Your say: Can a Green Economy benefit the Pacific?

By Clive Hawigen
20 July 2011, Apia Samoa

"Sustainable development is a much overused word and it’s been so overused, I think it’s lost any meaning it might once have had. What is clear for the Pacific Islanders is that they depend totally on the resources of the ocean and in order to have sustainable livelihoods they need an ocean that is healthy, which means that it needs free of any climate change impacts. This means fish stocks need to be sustainably managed and not overfished and it also means that local communities can have access to the resources in which they depend and have a proper say in their management." - Michael Donoghue, Executive Director Pacific Islands Program for the Conservation International

"It’s important because we here in the Pacific, we really dependent on the ocean and thus far many of the proposals made at the global level only pay rhetorical tributes to the contributions that the oceans bring to the environment and to our economies so blue economy, for us is an important approach and I think that’s why Pacific Island countries should be more attuned to the details of it and to be promoting it wherever it can especially in the lead up towards Rio+20 next year." - Fei Tevi, Pacific Council of Churches

 "The way I look at it, a green economy is basically the blue economy, but for the Pacific Island Countries there is really on what we have, which is the blue economy.  A lot of our focus at least on the Rio +20 process should be on what we have, the ocean, the fisheries so as I mentioned this morning we need to get more benefits from what is taken out of our waters.  That’s one way of benefiting from the green or blue economy whatever way you want to say it." - Jeem Lippuwe,  Federated States of Micronesia’s Ambassador to the UN

"I think the Pacific Island has the biggest ocean on earth therefore it has most of the ocean or marine resources available.  With that in mind it is very important for small Pacific Island countries to think of ways that can help them sustainably manage these resources because they have been depending on this for years and years to support their livelihood. I think it’s very important for Pacific Islanders today – this concept of green economy and for them to try and also think about sustainable practices or ways that can be used to manage their oceans and most importantly the resources that are available in the Pacific Ocean.  However, having saying that I must say that there are challenges as well for Pacific Islands to achieve this goal. We know we are very limited with a lot of things like funding, limited with human resources or expertise especially in helping to manage the resources that are available in the Pacific Ocean. We are also limited with capacity building and these are real challenges. It’s easy to say it but when you try to put it in real practical terms it’s going to be very difficult for the Pacific Islands so I think it’s a new concept but I think Pacific Island should all work together to come up with clear strategies or methodologies and with technologies that can be used in the region to apply the green economic concept, in this case managing the Pacific Ocean and its resources." - Trinison Tarivonda, Department of Environment, Vanuatu

Pacific discussions towards a green economy begins

20th July 2011, Apia, Samoa – The Pacific discussions on green growth commenced today with an Open Forum which aims to promote discussion and awareness of the issues that surround the theme of Rio+20, “green economy in the context of sustainable development and poverty alleviation”.

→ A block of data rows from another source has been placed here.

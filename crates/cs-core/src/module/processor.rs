use std::fmt;
use std::sync::Arc;

/// The plugin contract: `process(content) -> bool`.
///
/// A `true` return means "the clipboard was mutated by this call";
/// the pipeline then records the rewritten content in the fingerprint
/// cache so the resulting echo does not re-enter processing.
///
/// Implementations may block; the pipeline runs each invocation on a
/// blocking worker joined with a timeout, so a hung module cannot
/// stall the engine.
pub trait ModuleProcessor: Send + Sync {
    fn process(&self, content: &str) -> anyhow::Result<bool>;
}

/// Capability shape a discovery source found for one candidate unit.
///
/// Discovery reports what it saw rather than failing, so the registry
/// can log the precise validation reason per unit.
#[derive(Clone)]
pub enum ModuleCapability {
    /// Entry point present and callable.
    Process(Arc<dyn ModuleProcessor>),

    /// Unit loaded but exposes no process entry point.
    MissingEntryPoint,

    /// An entry point exists but has the wrong shape.
    NotCallable { reason: String },

    /// The unit could not be loaded at all.
    LoadFailed { reason: String },
}

impl fmt::Debug for ModuleCapability {
    fn fmt(&self, f: &mut fmt::Formatter<'_>) -> fmt::Result {
        match self {
            Self::Process(_) => f.write_str("Process(..)"),
            Self::MissingEntryPoint => f.write_str("MissingEntryPoint"),
            Self::NotCallable { reason } => write!(f, "NotCallable({reason})"),
            Self::LoadFailed { reason } => write!(f, "LoadFailed({reason})"),
        }
    }
}

/// A unit reported by `ModuleDiscoveryPort`, before validation.
#[derive(Debug, Clone)]
pub struct ModuleCandidate {
    pub name: String,
    pub capability: ModuleCapability,
}

impl ModuleCandidate {
    pub fn processing(name: impl Into<String>, processor: Arc<dyn ModuleProcessor>) -> Self {
        Self {
            name: name.into(),
            capability: ModuleCapability::Process(processor),
        }
    }

    pub fn missing_entry_point(name: impl Into<String>) -> Self {
        Self {
            name: name.into(),
            capability: ModuleCapability::MissingEntryPoint,
        }
    }

    pub fn not_callable(name: impl Into<String>, reason: impl Into<String>) -> Self {
        Self {
            name: name.into(),
            capability: ModuleCapability::NotCallable {
                reason: reason.into(),
            },
        }
    }

    pub fn load_failed(name: impl Into<String>, reason: impl Into<String>) -> Self {
        Self {
            name: name.into(),
            capability: ModuleCapability::LoadFailed {
                reason: reason.into(),
            },
        }
    }
}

The Forum was officially opened by Samoa’s Minister of Natural Resources and Environment, Honourable Faamoetauloa Lealaiauloto Taito Dr Faale Tumaalii, who stated that the “ meeting is a timely welcome and opportunity for us, as decision and policy makers, to discuss the strengthening of multilateral environment governance to make it more reflective of the 21st centuries challenges and realities.”

The forum which is a prelude to the Joint Ministerial meeting will feature presentations and discussions around the five pathways for green growth and its relevance for the Pacific, (i) Investing in natural capital; (ii) Promoting sustainable infrastructure; (iii) Greening business and markets; (iii) Promoting sustainable production and consumption patterns; and (v) Promoting green fiscal and taxation policies and budgetary reforms. In essence the pathways constitute a strategic formula for achieving the transition to a green economy and sustainable development.

It is also an opportunity to engage a wider platform through governments, local and regional NGOs, regional and international organisations, to take stock of the progress towards achieving sustainable development, as well as to highlight implementation gaps, challenges and constraints unique to the Pacific.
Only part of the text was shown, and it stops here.